En paralelo a su labor asistencial y científica, Tri Maharani dedicó parte de su carrera al entrenamiento de colegas, residentes y personal de primeros auxilios, adoptando las guías de la OMS para estandarizar procedimientos. Pero en este camino ha enfrentado importantes resistencias sociales y de género. “La gente no esperaba que una experta en toxinas fuera una mujer. Me decían ‘señor Maharani’”, relata. Más de una vez, reconoce, “me han maltratado, desafiado e incluso me han dicho groserías. También me han menospreciado, particularmente hombres que pensaban que eran más inteligentes que yo”. Contra esas adversidades, Maharani afirma: “Siempre he sabido que mi trabajo es salvar vidas. Ese es el llamado de Dios para que yo ayude a mi país”.

Las dificultades para atender mordeduras de serpiente en Indonesia no se limitan a la capacitación profesional. Uno de los escollos más graves es la limitada producción nacional de antídotos: sólo se elabora para tres especies, a pesar de que el país cuenta con cerca de 80 especies venenosas.
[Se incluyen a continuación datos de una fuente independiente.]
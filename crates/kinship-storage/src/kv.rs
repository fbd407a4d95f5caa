//! Key-value store trait and the in-memory implementation.
//!
//! The [`KvStore`] trait is the whole boundary between Kinship and the
//! store: single commands through [`execute`](KvStore::execute) and ordered
//! batches through [`execute_pipeline`](KvStore::execute_pipeline).
//! Implementations:
//!
//! - **In-memory** (always available): For tests and ephemeral data
//! - **`SurrealKV`** (behind `kv` feature): Persistent, embedded
//!
//! # Pipelines
//!
//! A pipeline is ordered best-effort batching, not a transaction. If a
//! command fails the remaining commands are skipped and the error is
//! returned; commands already applied stay applied.

use std::sync::RwLock;

use async_trait::async_trait;
use tracing::{debug, trace};

use crate::command::{Command, Reply};
use crate::error::{StorageError, StorageResult};
use crate::keyspace::Keyspace;

// ---------------------------------------------------------------------------
// Validation
// ---------------------------------------------------------------------------

/// Validate that a key is safe for storage.
///
/// Keys must be non-empty and must not contain the null byte.
pub(crate) fn validate_key(key: &str) -> StorageResult<()> {
    if key.is_empty() {
        return Err(StorageError::InvalidKey("key must not be empty".into()));
    }
    if key.contains('\0') {
        return Err(StorageError::InvalidKey(
            "key must not contain null bytes".into(),
        ));
    }
    Ok(())
}

/// Validate every key a command names.
pub(crate) fn validate_command(command: &Command) -> StorageResult<()> {
    command.keys().into_iter().try_for_each(validate_key)
}

// ---------------------------------------------------------------------------
// Trait
// ---------------------------------------------------------------------------

/// Key-value store trait.
///
/// Implementations must be safe to share between concurrent callers.
/// Timeouts and retries belong to the implementation (or its caller);
/// failures surface as [`StorageError`] unchanged.
#[async_trait]
pub trait KvStore: Send + Sync {
    /// Execute a single command.
    async fn execute(&self, command: Command) -> StorageResult<Reply>;

    /// Execute commands in order, returning one reply per command.
    async fn execute_pipeline(&self, commands: Vec<Command>) -> StorageResult<Vec<Reply>>;
}

// ---------------------------------------------------------------------------
// In-memory implementation (always available)
// ---------------------------------------------------------------------------

/// In-memory key-value store for tests and ephemeral data.
#[derive(Debug, Default)]
pub struct MemoryKvStore {
    data: RwLock<Keyspace>,
}

impl MemoryKvStore {
    /// Create a new empty in-memory KV store.
    #[must_use]
    pub fn new() -> Self {
        Self {
            data: RwLock::new(Keyspace::new()),
        }
    }
}

#[async_trait]
impl KvStore for MemoryKvStore {
    async fn execute(&self, command: Command) -> StorageResult<Reply> {
        validate_command(&command)?;
        trace!(command = command.name(), keys = ?command.keys(), "execute");
        if command.is_read_only() {
            let data = self
                .data
                .read()
                .map_err(|e| StorageError::Internal(e.to_string()))?;
            data.query(&command)
        } else {
            let mut data = self
                .data
                .write()
                .map_err(|e| StorageError::Internal(e.to_string()))?;
            data.apply(command)
        }
    }

    async fn execute_pipeline(&self, commands: Vec<Command>) -> StorageResult<Vec<Reply>> {
        commands.iter().try_for_each(validate_command)?;
        debug!(commands = commands.len(), "execute pipeline");
        let mut data = self
            .data
            .write()
            .map_err(|e| StorageError::Internal(e.to_string()))?;
        commands
            .into_iter()
            .map(|command| data.apply(command))
            .collect()
    }
}

// ---------------------------------------------------------------------------
// Tests
// ---------------------------------------------------------------------------

#[cfg(test)]
mod tests {
    use super::*;

    fn sadd(key: &str, member: &str) -> Command {
        Command::SAdd {
            key: key.into(),
            member: member.into(),
        }
    }

    #[tokio::test]
    async fn test_memory_set_and_get() {
        let store = MemoryKvStore::new();
        store
            .execute(Command::Set {
                key: "k".into(),
                value: "v".into(),
            })
            .await
            .unwrap();
        let val = store
            .execute(Command::Get { key: "k".into() })
            .await
            .unwrap();
        assert_eq!(val, Reply::Bulk("v".into()));
    }

    #[tokio::test]
    async fn test_memory_get_missing() {
        let store = MemoryKvStore::new();
        let val = store
            .execute(Command::Get {
                key: "missing".into(),
            })
            .await
            .unwrap();
        assert_eq!(val, Reply::Nil);
    }

    #[tokio::test]
    async fn test_memory_pipeline_replies_in_order() {
        let store = MemoryKvStore::new();
        let replies = store
            .execute_pipeline(vec![
                sadd("s", "a"),
                sadd("s", "a"),
                Command::SCard { key: "s".into() },
            ])
            .await
            .unwrap();
        assert_eq!(replies, vec![Reply::Int(1), Reply::Int(0), Reply::Int(1)]);
    }

    #[tokio::test]
    async fn test_memory_pipeline_stops_at_first_error() {
        let store = MemoryKvStore::new();
        let result = store
            .execute_pipeline(vec![
                sadd("s", "a"),
                Command::HSet {
                    key: "s".into(),
                    field: "f".into(),
                    value: "v".into(),
                },
                sadd("t", "b"),
            ])
            .await;
        assert!(result.is_err());
        // The first command stays applied; the one after the failure never ran.
        let s = store
            .execute(Command::SCard { key: "s".into() })
            .await
            .unwrap();
        assert_eq!(s, Reply::Int(1));
        let t = store
            .execute(Command::Exists { key: "t".into() })
            .await
            .unwrap();
        assert_eq!(t, Reply::Int(0));
    }

    #[tokio::test]
    async fn test_memory_rejects_empty_key() {
        let store = MemoryKvStore::new();
        assert!(
            store
                .execute(Command::Get { key: String::new() })
                .await
                .is_err()
        );
    }

    #[test]
    fn test_validate_key_rejects_null_byte() {
        assert!(validate_key("k\0bad").is_err());
    }
}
Además, estos antídotos “hay que mantenerlos en frío, lo que dificulta su almacenamiento y transporte, especialmente entre las islas del archipiélago”. La consecuencia es dependiente de importaciones, lo que eleva el costo de un tratamiento a cerca de US$4.500 y restringe el acceso oportuno a quienes más lo necesitan.
El compromiso personal de Maharani con los pacientes ha quedado demostrado en casos extremos. Hace cinco años, durante una emergencia en la remota isla de Lembata, “tuve que volar a Tailandia para comprar el antídoto. Luego, tomé tres vuelos y dormí en el suelo de un aeropuerto para llegar a Lembata a tiempo”, cuenta la doctora, quien nunca pide remuneración a los pacientes más vulnerables. “Estoy sana y siempre puedo encontrar más dinero. Pero si tengo un paciente moribundo, el antídoto es la principal necesidad. Así que tengo que priorizar, y la prioridad siempre es la vida de una persona”. Su entrega ha generado incontables gestos de agradecimiento, como aquel padre que le regaló un coco, lo único valioso que poseía, tras recuperar a su hijo.
El impacto de su incansable labor se ha consolidado con el tiempo. Su campaña comunitaria “ha llegado a millones de personas, y el sencillo procedimiento de inmovilización tras la mordedura de una serpiente se ha convertido en un protocolo común”. El año pasado, desarrolló “con éxito un nuevo antídoto para la cobra de Java”, un avance clave para zonas densamente pobladas. Próximamente, proyecta “establecer la primera escuela clínica de toxinología del país y pasarle el mando para luchar contra la amenaza de las serpientes a una nueva generación de médicos”. El apodo de “Reina de las serpientes” sintetiza la labor de una vida consagrada, en sus propias palabras, a salvar vidas ante la indiferencia y el peligro.